Find all triplets in a list with given sum in Python

In a list of numbers we want to find out which three elements can join to give a certain sum. We call it a triplet. And in the list there can be many such triplets. For example, the sum 10 can be generated from numbers 1,6,3 as well as 1,5,4. In this article we will see how to find out all such triplets from a given list of numbers.

Using Nested Loops with Set

This approach uses nested loops with a set to efficiently find triplets. We iterate through the list, and for each element, we look for pairs in the remaining elements that sum to the target value.

def find_triplets(numbers, target_sum):
    result = []
    
    for i in range(len(numbers) - 2):
        seen = set()
        remaining_sum = target_sum - numbers[i]
        
        for j in range(i + 1, len(numbers)):
            complement = remaining_sum - numbers[j]
            
            if complement in seen:
                triplet = (numbers[i], complement, numbers[j])
                result.append(triplet)
            
            seen.add(numbers[j])
    
    return result

numbers = [11, 12, 13, 14, 15, 16, 17, 18, 19, 20]
triplets = find_triplets(numbers, 40)

print("Required triplets:")
for triplet in triplets:
    print(triplet)

Required triplets:
(11, 15, 14)
(11, 16, 13)
(11, 17, 12)
(12, 15, 13)

Using itertools.combinations

The itertools.combinations function generates all possible combinations of three elements. We then filter these combinations to find those that sum to our target value.

from itertools import combinations

def find_triplets_combinations(numbers, target_sum):
    all_triplets = combinations(numbers, 3)
    return [triplet for triplet in all_triplets if sum(triplet) == target_sum]

numbers = [11, 12, 13, 14, 15, 16, 17, 18, 19, 20]
triplets = find_triplets_combinations(numbers, 40)

print("Required triplets:")
for triplet in triplets:
    print(triplet)

Required triplets:
(11, 12, 17)
(11, 13, 16)
(11, 14, 15)
(12, 13, 15)

Comparison

Finding Triplets with Duplicates

If your list contains duplicate values and you want unique triplets, you can use a set to store results ?

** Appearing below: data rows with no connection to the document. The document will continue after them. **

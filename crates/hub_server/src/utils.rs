//! Factory helpers for creating server instances.

use crate::{config::ServerConfig, server::GameServer};

/// Creates a new server with default configuration.
///
/// # Example
///
/// ```rust
/// use hub_server::create_server;
///
/// let server = create_server();
/// assert_eq!(server.config().ws_path, "/ws");
/// ```
pub fn create_server() -> GameServer {
    GameServer::new(ServerConfig::default())
}

/// Creates a new server with custom configuration.
///
/// # Example
///
/// ```rust
/// use hub_server::{create_server_with_config, ServerConfig, UpdateIdPolicy};
///
/// let config = ServerConfig {
///     bind_address: "127.0.0.1:9000".parse().unwrap(),
///     update_id_policy: UpdateIdPolicy::Recipient,
///     ..Default::default()
/// };
///
/// let server = create_server_with_config(config);
/// ```
pub fn create_server_with_config(config: ServerConfig) -> GameServer {
    GameServer::new(config)
}
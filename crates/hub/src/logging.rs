//! Logging system setup and configuration.
//!
//! Installs the tracing subscriber that every hub and session record goes
//! through, and prints the startup banner.

use crate::config::LoggingSettings;
use tracing::info;
use tracing_subscriber::{fmt, layer::SubscriberExt, util::SubscriberInitExt, EnvFilter};

/// Installs the global tracing subscriber for the hub.
///
/// `RUST_LOG` wins over `config.level` when set. Output is JSON when either
/// `json_format` (the `--json-logs` flag) or `config.json_format` is set, and
/// human-readable otherwise. Session and hub records carry their session ids
/// and peer addresses in the message, so no extra fields are added here.
///
/// Fails if a global subscriber is already installed.
pub fn setup_logging(
    config: &LoggingSettings,
    json_format: bool,
) -> Result<(), Box<dyn std::error::Error>> {
    let log_level = config.level.as_str();
    let filter = EnvFilter::try_from_default_env().unwrap_or_else(|_| EnvFilter::new(log_level));

    let registry = tracing_subscriber::registry().with(filter);

    if json_format || config.json_format {
        registry
            .with(
                fmt::layer()
                    .json()
                    .with_file(false)
                    .with_line_number(false)
                    .with_thread_ids(true)
                    .with_thread_names(true),
            )
            .try_init()?;
    } else {
        registry
            .with(
                fmt::layer()
                    .with_ansi(true)
                    .with_file(false)
                    .with_line_number(false)
                    .with_thread_ids(true)
                    .with_thread_names(true),
            )
            .try_init()?;
    }

    info!("🔧 Logging initialized with level: {}", log_level);
    Ok(())
}

/// Displays the startup banner through the logger.
pub fn display_banner() {
    let version = option_env!("CARGO_PKG_VERSION").unwrap_or("UNK");
    info!("╔══════════════════════════════════════════╗");
    info!("║              📡 HUB SERVER 📡            ║");
    info!("║                  v{:<23}║", version);
    info!("║                                          ║");
    info!("║  Real-time position and chat broadcast   ║");
    info!("║  over WebSocket                          ║");
    info!("╚══════════════════════════════════════════╝");
}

def find_unique_triplets(numbers, target_sum):
    unique_triplets = set()
    
    for i in range(len(numbers) - 2):
        seen = set()
        remaining_sum = target_sum - numbers[i]
        
        for j in range(i + 1, len(numbers)):
            complement = remaining_sum - numbers[j]
            
            if complement in seen:
                triplet = tuple(sorted([numbers[i], complement, numbers[j]]))
                unique_triplets.add(triplet)
            
            seen.add(numbers[j])
    
    return list(unique_triplets)

numbers = [1, 2, 3, 4, 5, 6, 3, 2]
triplets = find_unique_triplets(numbers, 10)

print("Unique triplets that sum to 10:")
for triplet in sorted(triplets):
    print(triplet)

Unique triplets that sum to 10:
(1, 3, 6)
(1, 4, 5)
(2, 2, 6)
(2, 3, 5)

Conclusion

Use the nested loop approach for better performance with large datasets. Use itertools.combinations for simpler, more readable code with smaller datasets. For duplicate handling, sort triplets before adding to a set.